# Robinhooded an arrow!



## 12-RING SHOOTER (Jul 27, 2010)

it looks like you shot it into a carpeted wall


----------



## Ignition kid (Oct 7, 2008)

12-RING SHOOTER said:


> it looks like you shot it into a carpeted wall


ya I forgot to take a picture of it in the target but hey, it's still a robinhood!

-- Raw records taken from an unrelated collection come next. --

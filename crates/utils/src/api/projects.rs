use chrono::{DateTime, Utc};
use serde::{Deserialize, Serialize};
use uuid::Uuid;

use super::double_option;

#[derive(Debug, Clone, Serialize, Deserialize, sqlx::FromRow)]
pub struct Project {
    pub id: Uuid,
    pub name: String,
    pub description: Option<String>,
    pub department_id: Option<Uuid>,
    pub created_by: Uuid,
    pub created_at: DateTime<Utc>,
    pub updated_at: DateTime<Utc>,
}

#[derive(Debug, Clone, Serialize, Deserialize)]
pub struct ListProjectsResponse {
    pub projects: Vec<Project>,
}

#[derive(Debug, Clone, Serialize, Deserialize)]
pub struct CreateProjectRequest {
    pub name: String,
    #[serde(default)]
    pub description: Option<String>,
    /// Defaults to the caller's department.
    #[serde(default)]
    pub department_id: Option<Uuid>,
}

#[derive(Debug, Clone, Default, Serialize, Deserialize)]
pub struct UpdateProjectRequest {
    #[serde(default)]
    pub name: Option<String>,
    #[serde(
        default,
        deserialize_with = "double_option",
        skip_serializing_if = "Option::is_none"
    )]
    pub description: Option<Option<String>>,
}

It's a new target, called the rug master:wink:


----------



## bucks/bulls (May 23, 2010)

Congrats! The 1st couple are always the coolest thing,then after you've done it numerous times,you start thinking...man there goes another $10,down the drain,lol


----------



## Ignition kid (Oct 7, 2008)

bucks/bulls said:


> Congrats! The 1st couple are always the coolest thing,then after you've done it numerous times,you start thinking...man there goes another $10,down the drain,lol


ya I know, then it gets really irritating and now that it's ahppened once it will most likely happen more.


----------



## skulzhead (Aug 4, 2010)

hey how much are your rug master targets:lol3:


----------



## Ignition kid (Oct 7, 2008)

skulzhead said:


> hey how much are your rug master targets:lol3:


you have to get them at an authorized Rug Master Dealer.


----------



## bigbulls10 (Jul 25, 2010)

ya after the the first two then thats when dad steps in and says "Thats it. Shoot ten yards farther." Now im in trouble cause my yard only goes out to 45 yards.


----------



## skulzhead (Aug 4, 2010)

Ignition kid said:


> you have to get them at an authorized Rug Master Dealer.


ok does cabelas have them


----------



## archeryman56 (Aug 24, 2010)

Nice robinhood


----------



## outdoorsman193 (Nov 20, 2008)

nice, congrats


----------



## hunter14 (Oct 14, 2009)

nice! now stop shooting groups!


----------



## need-a-bow (Aug 10, 2010)

shoot at targets with more and smaller bullseyes


----------



## Ignition kid (Oct 7, 2008)

need-a-bow said:


> shoot at targets with more and smaller bullseyes


ya now at 20 yards I'll have to shoot spots! but I still like to hear the arrows slap.


----------



## Bachflock (Jul 14, 2007)

I'd say CONGRATS but I hate it when I do this. LOL Not that it happens a lot but when it does all I see is $$$$ going out the window. Don't let that stop ya though, that's just me. Well done and time to step back and shoot a little farther.


----------



## Ignition kid (Oct 7, 2008)

Bachflock said:


> I'd say CONGRATS but I hate it when I do this. LOL Not that it happens a lot but when it does all I see is $$$$ going out the window. Don't let that stop ya though, that's just me. Well done and time to step back and shoot a little farther.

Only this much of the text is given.